50 years ago tonight Malcolm X was shot to death. He was both opposed and dismissed by many, perhaps loved and admired by some, but in all that he was he was a voice of a man speaking up for himself.
I read his autobiography a few years ago, and while I had to return to the 50s and 60s to understand his world, it did bring back to mind what it was like to live in that America where there was a complacent ruling class and a voiceless, powerless underclass.
He said some awful, violent things, no more violent nor awful than his opponents said about him and those like him, but he also said some truly great things about being a person who stands for yourself, for discovering who you are, warnings about going along with what you’re told, and frustrations with how even people with the best intentions and thoughtful words could take you right back into another form of oppression.
I think we focus on the violence in some of his speech, but fail to understand that he was neither uninformed nor unthoughtful. He was awake and aware of his times and his place in his culture, and given what he was seeing and the lack of power and change, he struggled to break through the silence and reach people.
When we are satisfied with our lives and full of achievement, we can forget what he was attempting to bring about.

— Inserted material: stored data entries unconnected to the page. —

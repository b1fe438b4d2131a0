//! Output channel error types

use thiserror::Error;

/// Output channel errors
#[derive(Debug, Clone, PartialEq, Eq, Error)]
pub enum OutputError {
    /// Consumer dropped its reader; nobody will see further bytes
    #[error("output reader dropped")]
    ReaderDropped,

    /// Non-blocking read found nothing queued yet
    #[error("no output available yet")]
    WouldBlock,
}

And when we are listening only to ourselves and to those who offer their approval of ourselves and our achievements, we are letting the circumstances slide right back to what they were when Malcolm X attempted to be the voice of the voiceless and a force for change in a world that did not want change. If we cannot listen to his voice and if we try to suppress the calls for change, we are setting up, again, a world where people see violence as the only remaining method to use to bring about change and justice.